▶ Problem details
Please reproduce the data below exactly, from the first line to the last.

▶ Stored data entries
____

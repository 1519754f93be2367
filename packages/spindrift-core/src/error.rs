//! Centralized error types for the Spindrift core library.
//!
//! This module provides a unified error handling system that:
//! - Defines structured error types using `thiserror`
//! - Maps errors to appropriate HTTP status codes
//! - Implements `IntoResponse` for automatic JSON error responses

use axum::http::StatusCode;
use axum::response::{IntoResponse, Response};
use axum::Json;
use serde::Serialize;
use thiserror::Error;

use crate::player::backend::BackendError;

/// Trait for error types that provide machine-readable error codes.
pub trait ErrorCode {
    /// Returns a machine-readable error code for API responses.
    fn code(&self) -> &'static str;
}

/// Application-wide error type for the Spindrift endpoint.
#[derive(Debug, Error)]
pub enum SpindriftError {
    /// Endpoint name failed validation.
    #[error("invalid name: {0}")]
    NameInvalid(String),

    /// An endpoint with this name already exists.
    #[error("player already exists: {0}")]
    NameConflict(String),

    /// No endpoint with this name.
    #[error("player not found: {0}")]
    NotFound(String),

    /// The configured device is unknown or cannot be opened.
    #[error("invalid device: {0}")]
    DeviceInvalid(String),

    /// Start requested on a running endpoint.
    #[error("player already running: {0}")]
    AlreadyRunning(String),

    /// Stop requested on a stopped endpoint.
    #[error("player not running: {0}")]
    NotRunning(String),

    /// Another lifecycle transition is in progress.
    #[error("player busy: {0}")]
    Busy(String),

    /// A lifecycle operation exceeded its deadline.
    #[error("operation timed out: {0}")]
    Timeout(String),

    /// Client sent an invalid or malformed request.
    #[error("invalid request: {0}")]
    InvalidRequest(String),

    /// The stream format changed and the pipeline must be rebuilt.
    #[error("format mismatch: {0}")]
    FormatMismatch(String),

    /// Operation not supported by the active backend.
    #[error("unsupported: {0}")]
    Unsupported(String),

    /// Configuration error (bad roster file, missing settings).
    #[error("configuration error: {0}")]
    Configuration(String),

    /// Internal error.
    #[error("internal error: {0}")]
    Internal(String),
}

impl SpindriftError {
    /// Returns a machine-readable error code for API responses.
    #[must_use]
    pub fn code(&self) -> &'static str {
        match self {
            Self::NameInvalid(_) => "name_invalid",
            Self::NameConflict(_) => "name_conflict",
            Self::NotFound(_) => "not_found",
            Self::DeviceInvalid(_) => "device_invalid",
            Self::AlreadyRunning(_) => "already_running",
            Self::NotRunning(_) => "not_running",
            Self::Busy(_) => "busy",
            Self::Timeout(_) => "timeout",
            Self::InvalidRequest(_) => "invalid_request",
            Self::FormatMismatch(_) => "format_mismatch",
            Self::Unsupported(_) => "unsupported",
            Self::Configuration(_) => "configuration_error",
            Self::Internal(_) => "internal_error",
        }
    }

    /// Maps the error to an appropriate HTTP status code.
    #[must_use]
    pub fn status_code(&self) -> StatusCode {
        match self {
            Self::NotFound(_) => StatusCode::NOT_FOUND,
            Self::NameInvalid(_) | Self::DeviceInvalid(_) | Self::InvalidRequest(_) => {
                StatusCode::BAD_REQUEST
            }
            Self::NameConflict(_)
            | Self::AlreadyRunning(_)
            | Self::NotRunning(_)
            | Self::Busy(_) => StatusCode::CONFLICT,
            Self::Timeout(_) => StatusCode::REQUEST_TIMEOUT,
            Self::Unsupported(_) => StatusCode::NOT_IMPLEMENTED,
            Self::FormatMismatch(_) | Self::Configuration(_) | Self::Internal(_) => {
                StatusCode::INTERNAL_SERVER_ERROR
            }
        }
    }
}

impl ErrorCode for SpindriftError {
    fn code(&self) -> &'static str {
        SpindriftError::code(self)
    }
}

impl From<BackendError> for SpindriftError {
    fn from(err: BackendError) -> Self {
        match err {
            BackendError::UnknownDevice(id) => Self::DeviceInvalid(id),
            BackendError::OpenFailed { device, reason } => {
                Self::DeviceInvalid(format!("{device}: {reason}"))
            }
            BackendError::Unsupported { backend, operation } => {
                Self::Unsupported(format!("{operation} on {backend}"))
            }
            BackendError::System(reason) => Self::Internal(reason),
        }
    }
}

impl From<crate::utils::NameValidationError> for SpindriftError {
    fn from(err: crate::utils::NameValidationError) -> Self {
        Self::NameInvalid(err.to_string())
    }
}

/// Convenient Result alias for application-wide operations.
pub type SpindriftResult<T> = Result<T, SpindriftError>;

/// JSON body for error responses.
///
/// `error` and `message` intentionally carry the same text: historical
/// clients read one or the other, and the API treats them as synonyms.
#[derive(Serialize)]
struct ErrorResponse {
    success: bool,
    error: String,
    message: String,
    code: &'static str,
}

impl IntoResponse for SpindriftError {
    fn into_response(self) -> Response {
        let status = self.status_code();
        let text = self.to_string();
        let body = ErrorResponse {
            success: false,
            error: text.clone(),
            message: text,
            code: self.code(),
        };
        (status, Json(body)).into_response()
    }
}

#[cfg(test)]
mod tests {
    use super::*;

    #[test]
    fn status_codes_match_api_contract() {
        assert_eq!(
            SpindriftError::NameInvalid("x".into()).status_code(),
            StatusCode::BAD_REQUEST
        );
        assert_eq!(
            SpindriftError::NotFound("x".into()).status_code(),
            StatusCode::NOT_FOUND
        );
        assert_eq!(
            SpindriftError::Timeout("x".into()).status_code(),
            StatusCode::REQUEST_TIMEOUT
        );
        assert_eq!(
            SpindriftError::NameConflict("x".into()).status_code(),
            StatusCode::CONFLICT
        );
        assert_eq!(
            SpindriftError::Unsupported("x".into()).status_code(),
            StatusCode::NOT_IMPLEMENTED
        );
        assert_eq!(
            SpindriftError::Internal("x".into()).status_code(),
            StatusCode::INTERNAL_SERVER_ERROR
        );
    }

    #[test]
    fn backend_errors_map_to_device_invalid() {
        let err: SpindriftError = BackendError::UnknownDevice("hw:9".into()).into();
        assert_eq!(err.code(), "device_invalid");
        assert_eq!(err.status_code(), StatusCode::BAD_REQUEST);
    }
}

____

▶ Your response
repository 1519754f93be2367
filename packages/spindrift-core/src/error.rs
//! Centralized error types for the Spindrift core library.
//!
//! This module provides a unified error handling system that:
//! - Defines structured error types using `thiserror`
//! - Maps errors to appropriate HTTP status codes
//! - Implements `IntoResponse` for automatic JSON error responses

use axum::http::StatusCode;
use axum::response::{IntoResponse, Response};
use axum::Json;
use serde::Serialize;
use thiserror::Error;

use crate::player::backend::BackendError;

/// Trait for error types that provide machine-readable error codes.
pub trait ErrorCode {
    /// Returns a machine-readable error code for API responses.
    fn code(&self) -> &'static str;
}

/// Application-wide error type for the Spindrift endpoint.
#[derive(Debug, Error)]
pub enum SpindriftError {
    /// Endpoint name failed validation.
    #[error("invalid name: {0}")]
    NameInvalid(String),

    /// An endpoint with this name already exists.
    #[error("player already exists: {0}")]
    NameConflict(String),

    /// No endpoint with this name.
    #[error("player not found: {0}")]
    NotFound(String),

    /// The configured device is unknown or cannot be opened.
    #[error("invalid device: {0}")]
    DeviceInvalid(String),

    /// Start requested on a running endpoint.
    #[error("player already running: {0}")]
    AlreadyRunning(String),

    /// Stop requested on a stopped endpoint.
    #[error("player not running: {0}")]
    NotRunning(String),

    /// Another lifecycle transition is in progress.
    #[error("player busy: {0}")]
    Busy(String),

    /// A lifecycle operation exceeded its deadline.
    #[error("operation timed out: {0}")]
    Timeout(String),

    /// Client sent an invalid or malformed request.
    #[error("invalid request: {0}")]
    InvalidRequest(String),

    /// The stream format changed and the pipeline must be rebuilt.
    #[error("format mismatch: {0}")]
    FormatMismatch(String),

    /// Operation not supported by the active backend.
    #[error("unsupported: {0}")]
    Unsupported(String),

    /// Configuration error (bad roster file, missing settings).
    #[error("configuration error: {0}")]
    Configuration(String),

    /// Internal error.
    #[error("internal error: {0}")]
    Internal(String),
}

impl SpindriftError {
    /// Returns a machine-readable error code for API responses.
    #[must_use]
    pub fn code(&self) -> &'static str {
        match self {
            Self::NameInvalid(_) => "name_invalid",
            Self::NameConflict(_) => "name_conflict",
            Self::NotFound(_) => "not_found",
            Self::DeviceInvalid(_) => "device_invalid",
            Self::AlreadyRunning(_) => "already_running",
            Self::NotRunning(_) => "not_running",
            Self::Busy(_) => "busy",
            Self::Timeout(_) => "timeout",
            Self::InvalidRequest(_) => "invalid_request",
            Self::FormatMismatch(_) => "format_mismatch",
            Self::Unsupported(_) => "unsupported",
            Self::Configuration(_) => "configuration_error",
            Self::Internal(_) => "internal_error",
        }
    }

    /// Maps the error to an appropriate HTTP status code.
    #[must_use]
    pub fn status_code(&self) -> StatusCode {
        match self {
            Self::NotFound(_) => StatusCode::NOT_FOUND,
            Self::NameInvalid(_) | Self::DeviceInvalid(_) | Self::InvalidRequest(_) => {
                StatusCode::BAD_REQUEST
            }
            Self::NameConflict(_)
            | Self::AlreadyRunning(_)
            | Self::NotRunning(_)
            | Self::Busy(_) => StatusCode::CONFLICT,
            Self::Timeout(_) => StatusCode::REQUEST_TIMEOUT,
            Self::Unsupported(_) => StatusCode::NOT_IMPLEMENTED,
            Self::FormatMismatch(_) | Self::Configuration(_) | Self::Internal(_) => {
                StatusCode::INTERNAL_SERVER_ERROR
            }
        }
    }
}

impl ErrorCode for SpindriftError {
    fn code(&self) -> &'static str {
        SpindriftError::code(self)
    }
}

impl From<BackendError> for SpindriftError {
    fn from(err: BackendError) -> Self {
        match err {
            BackendError::UnknownDevice(id) => Self::DeviceInvalid(id),
            BackendError::OpenFailed { device, reason } => {
                Self::DeviceInvalid(format!("{device}: {reason}"))
            }
            BackendError::Unsupported { backend, operation } => {
                Self::Unsupported(format!("{operation} on {backend}"))
            }
            BackendError::System(reason) => Self::Internal(reason),
        }
    }
}

impl From<crate::utils::NameValidationError> for SpindriftError {
    fn from(err: crate::utils::NameValidationError) -> Self {
        Self::NameInvalid(err.to_string())
    }
}

/// Convenient Result alias for application-wide operations.
pub type SpindriftResult<T> = Result<T, SpindriftError>;

/// JSON body for error responses.
///
/// `error` and `message` intentionally carry the same text: historical
/// clients read one or the other, and the API treats them as synonyms.
#[derive(Serialize)]
struct ErrorResponse {
    success: bool,
    error: String,
    message: String,
    code: &'static str,
}

impl IntoResponse for SpindriftError {
    fn into_response(self) -> Response {
        let status = self.status_code();
        let text = self.to_string();
        let body = ErrorResponse {
            success: false,
            error: text.clone(),
            message: text,
            code: self.code(),
        };
        (status, Json(body)).into_response()
    }
}

#[cfg(test)]
mod tests {
    use super::*;

    #[test]
    fn status_codes_match_api_contract() {
        assert_eq!(
            SpindriftError::NameInvalid("x".into()).status_code(),
            StatusCode::BAD_REQUEST
        );
        assert_eq!(
            SpindriftError::NotFound("x".into()).status_code(),
            StatusCode::NOT_FOUND
        );
        assert_eq!(
            SpindriftError::Timeout("x".into()).status_code(),
            StatusCode::REQUEST_TIMEOUT
        );
        assert_eq!(
            SpindriftError::NameConflict("x".into()).status_code(),
            StatusCode::CONFLICT
        );
        assert_eq!(
            SpindriftError::Unsupported("x".into()).status_code(),
            StatusCode::NOT_IMPLEMENTED
        );
        assert_eq!(
            SpindriftError::Internal("x".into()).status_code(),
            StatusCode::INTERNAL_SERVER_ERROR
        );
    }

    #[test]
    fn backend_errors_map_to_device_invalid() {
        let err: SpindriftError = BackendError::UnknownDevice("hw:9".into()).into();
        assert_eq!(err.code(), "device_invalid");
        assert_eq!(err.status_code(), StatusCode::BAD_REQUEST);
    }
}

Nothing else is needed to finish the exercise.